Example 1 Almatex WA-911 (trade name, manufactured by Mitsui Toatsu Chemicals,
Acrylic resin, nonvolatile content 60%) was neutralized with dimethylethanolamine in an equivalent amount. This resin and water-based resin (a
-1) with 70/30 (weight ratio) in terms of solid content, diluted with water and adjusted to a nonvolatile content of 30-40%,
Got the paint. Using this paint, a tin plate (JIS-G-3303) was coated with a bar coater so that the dry film thickness was 10 μm, and baked at 240 ° C. for 90 seconds to obtain a test plate.
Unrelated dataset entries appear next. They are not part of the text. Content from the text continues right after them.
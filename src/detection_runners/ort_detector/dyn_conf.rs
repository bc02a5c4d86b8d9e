/// Per-class confidence thresholds.
///
/// When fewer thresholds than classes are given, the last one applies to the
/// remaining classes.
#[derive(Debug, Clone, PartialEq)]
pub struct DynConf(Vec<f32>);

impl DynConf {
    pub fn new(confs: &[f32], nc: usize) -> Self {
        let fill = confs.last().copied().unwrap_or(0.25);
        let mut xs: Vec<f32> = confs.iter().copied().take(nc).collect();
        xs.resize(nc, fill);
        Self(xs)
    }

    pub fn get(&self, class_id: usize) -> Option<f32> {
        self.0.get(class_id).copied()
    }
}

impl std::ops::Index<usize> for DynConf {
    type Output = f32;

    fn index(&self, i: usize) -> &Self::Output {
        &self.0[i]
    }
}

#[cfg(test)]
mod tests {
    use super::*;

    #[test]
    fn pads_with_last_threshold() {
        let confs = DynConf::new(&[0.5, 0.3], 4);
        assert_eq!(confs[0], 0.5);
        assert_eq!(confs[1], 0.3);
        assert_eq!(confs[3], 0.3);
        assert_eq!(confs.get(4), None);
    }
}
use std::sync::Arc;
use anyhow::Context;
use clap::Parser;
use tokio::net::TcpListener;
use headcount::config::Args;
use headcount::fetch::ImageFetcher;
use headcount::logging::init_logging;
use headcount::pipeline::PersonCounter;
use headcount::server::{router, AppState};

#[tokio::main]
async fn main() -> anyhow::Result<()> {
    let args = Args::parse();
    init_logging(&args.log_level)?;

    let model_details = args.model_config()?;
    let addr = args.socket_addr()?;

    // session creation and the dry run are blocking
    let detector = tokio::task::spawn_blocking(move || headcount::init_detector(&model_details))
        .await
        .context("Detector initialisation task panicked")??;

    let fetcher = ImageFetcher::new(args.fetch_timeout(), args.max_image_bytes);
    let counter = PersonCounter::new(Arc::new(detector), fetcher);
    let app = router(AppState::new(counter).with_strict_status(args.strict_status));

    let listener = TcpListener::bind(addr)
        .await
        .with_context(|| format!("Failed to bind {addr}"))?;
    tracing::info!(%addr, strict_status = args.strict_status, "listening");

    axum::serve(listener, app)
        .with_graceful_shutdown(shutdown_signal())
        .await?;

    tracing::info!("server stopped");
    Ok(())
}

async fn shutdown_signal() {
    if let Err(err) = tokio::signal::ctrl_c().await {
        tracing::error!(error = %err, "failed to listen for shutdown signal");
        std::future::pending::<()>().await;
    }
}
use image::RgbImage;
use crate::common::Detection;
use crate::detectors::Detector;
use crate::error::DetectError;

/// Number of detections belonging to `class_id`.
pub fn count_class(detections: &[Detection], class_id: isize) -> usize {
    detections.iter().filter(|d| d.is_class(class_id)).count()
}

/// Runs the detector once and counts the person-class detections.
pub fn count_people(detector: &dyn Detector, image: &RgbImage) -> Result<usize, DetectError> {
    let detections = detector.detect(image)?;
    Ok(count_class(&detections, detector.person_class_id()))
}

#[cfg(test)]
mod tests {
    use super::*;

    #[test]
    fn counts_only_requested_class() {
        let detections: Vec<Detection> = [0, 2, 0, 17, 0]
            .into_iter()
            .map(|id| Detection::default().with_class_id(id))
            .collect();

        assert_eq!(count_class(&detections, 0), 3);
        assert_eq!(count_class(&detections, 17), 1);
        assert_eq!(count_class(&detections, 5), 0);
        assert_eq!(count_class(&[], 0), 0);
    }
}
//! Composition root: wires configuration, status, access policy, commands and
//! the transport into a running bot.

use std::sync::Arc;

use tokio_util::sync::CancellationToken;

use crate::{
    access::{AccessLevel, AccessPolicy},
    bootstrap,
    command::{CommandContext, CommandSpec},
    config::Config,
    dispatcher::Dispatcher,
    domain::{BotIdentity, UserId},
    errors::Error,
    messaging::port::Transport,
    registry::CommandRegistry,
    status::StatusStore,
    Result,
};

pub struct Bot {
    cfg: Arc<Config>,
    policy: Arc<AccessPolicy>,
    status: Arc<StatusStore>,
    identity: BotIdentity,
    dispatcher: Dispatcher,
}

impl Bot {
    /// Build a bot ready to run.
    ///
    /// Fails on an unreadable or corrupt status snapshot, a credential the
    /// network rejects, an invalid command table, or a failing bootstrap hook.
    pub async fn new(
        cfg: Arc<Config>,
        transport: Arc<dyn Transport>,
        specs: Vec<CommandSpec>,
    ) -> Result<Self> {
        let status = Arc::new(StatusStore::load(&cfg.status_file)?);
        let policy = Arc::new(AccessPolicy::from_config(&cfg));

        let identity = transport
            .self_identity()
            .await
            .map_err(|e| Error::Config(format!("credential rejected: {e}")))?;
        if !identity.username.eq_ignore_ascii_case(&cfg.username) {
            tracing::warn!(
                configured = %cfg.username,
                actual = %identity.username,
                "configured username differs from the network's"
            );
        }

        let ctx = CommandContext {
            config: cfg.clone(),
            policy: policy.clone(),
            status: status.clone(),
            transport: transport.clone(),
        };
        let registry = CommandRegistry::build(specs, &ctx)?;

        if let Some(hook) = &cfg.bootstrap {
            bootstrap::run_hook(hook, &cfg).await?;
        }

        let users = status.read(|r| r.users().count()).await;
        tracing::info!(
            username = %identity.username,
            id = %identity.id,
            commands = registry.len(),
            users,
            "bot ready"
        );

        let dispatcher = Dispatcher::new(cfg.clone(), policy.clone(), status.clone(), transport, registry);
        Ok(Self {
            cfg,
            policy,
            status,
            identity,
            dispatcher,
        })
    }

    pub fn config(&self) -> &Config {
        &self.cfg
    }

    pub fn identity(&self) -> &BotIdentity {
        &self.identity
    }

    pub fn status(&self) -> &Arc<StatusStore> {
        &self.status
    }

    pub fn registry(&self) -> &CommandRegistry {
        self.dispatcher.registry()
    }

    pub fn dispatcher(&self) -> &Dispatcher {
        &self.dispatcher
    }

    pub async fn access_level(&self, user: UserId) -> AccessLevel {
        self.status
            .read(|rec| self.policy.access_level(user, rec))
            .await
    }

    pub fn is_admin(&self, user: UserId) -> bool {
        self.policy.is_admin(user)
    }

    pub async fn is_known_user(&self, user: UserId) -> bool {
        self.status
            .read(|rec| self.policy.is_known_user(user, rec))
            .await
    }

    /// Run the poll loop until `cancel` fires.
    pub async fn run(&self, cancel: &CancellationToken) {
        self.dispatcher.run(cancel).await;
    }
}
The coating film of this test plate was evaluated by the following tests, and the results are shown in Table 4. -Boiling water resistance: After the test plate was immersed in boiling water for 1 hour, the coating film surface was visually observed and evaluated in three levels. ○ ・ ・ ・ Good, △ ・ ・ ・ Slightly bad (slight gloss and blister are generated) × ・ ・ ・ Poor (Gloss and blister are generated) ・ Steam sterilization resistance: The test plate is a high-pressure steam sterilizer (1.5 Kg/
After being left to stand for 30 minutes at (cm ² , 127 ° C.), the coating film surface was visually observed and evaluated in three levels. ○ ・ ・ ・ Good, △ ・ ・ ・ Slightly bad (slight gloss and blister are generated) × ・ ・ ・ Poor (Gloss and blister are generated)

Examples 2 and 3 and Comparative Examples 1 to 7 In Example 1, the aqueous resins (a-2), (a-3),
And (a-4) to (a-10) were each used in the same manner as above to obtain a coating material and further a test plate. The coating films of these 9 types of test plates were evaluated by the above test,
The results are shown in Tables 4 and 5.

[0029]

[Table 4]

[0030]

[Table 5] *: Since a precipitate was generated during the dilution with water, the operation thereafter was stopped.

[0031]

According to the present invention, the resulting oxycarboxylated and alkyl etherified amino resin has a stable dispersibility in water for a long period of time, and a composition comprising this resin is resistant to A coating film having excellent boiling water resistance and steam sterilization resistance can be formed. Further, in the present invention, the amino resin can be produced in a one-step process, which is not complicated as in the conventional case, which is industrially advantageous.

 ─────────────────────────────────────────────────── ─── Continuation of the front page (72) Inventor Keisuke Obata 1900 Togo, Mobara-shi, Chiba Mitsui Toatsu Chemical Co., Ltd. (72) Inventor Tsukasa Murakami 1900 Togo, Mobara-shi, Chiba Mitsui Toatsu Chemical Co., Ltd.

Claims (7)

[Claims] 1. An aqueous resin composition comprising an oxycarboxylated and alkyl etherified amino resin obtained by reacting an amino compound, formaldehyde, polyhydroxycarboxylic acid and alcohol. 2. The aqueous resin composition according to claim 1, wherein the amino compound is benzoguanamine and / or melamine. 3. The aqueous resin composition according to claim 1, wherein the alcohol is an aliphatic alcohol having 3 to 20 carbon atoms, an alicyclic alcohol or an aromatic alcohol. 4. The aqueous resin composition according to claim 1, wherein the polyhydroxycarboxylic acid is dimethylolpropionic acid, dimethylolbutanoic acid, dimethylolvaleric acid, and / or gallic acid. 5. The oxycarboxylated and alkyl etherified amino resin comprises formaldehyde of 1.0 to 10 moles and polyhydroxycarboxylic acid based on 1 mole of the amino compound.
The aqueous resin composition according to claim 1, which comprises 0.05 to 0.4 mol and 0.5 to 20 mol of alcohol. 6. The method of claim 5, wherein the polyhydroxycarboxylic acid and the alcohol are simultaneously condensed with or without a catalyst in the production of the oxycarboxylated and alkyl etherified amino resin. Aqueous resin composition. 7. The catalyst is dibutyltin oxide and / or monobutyltin oxide.
The aqueous resin composition according to item 1.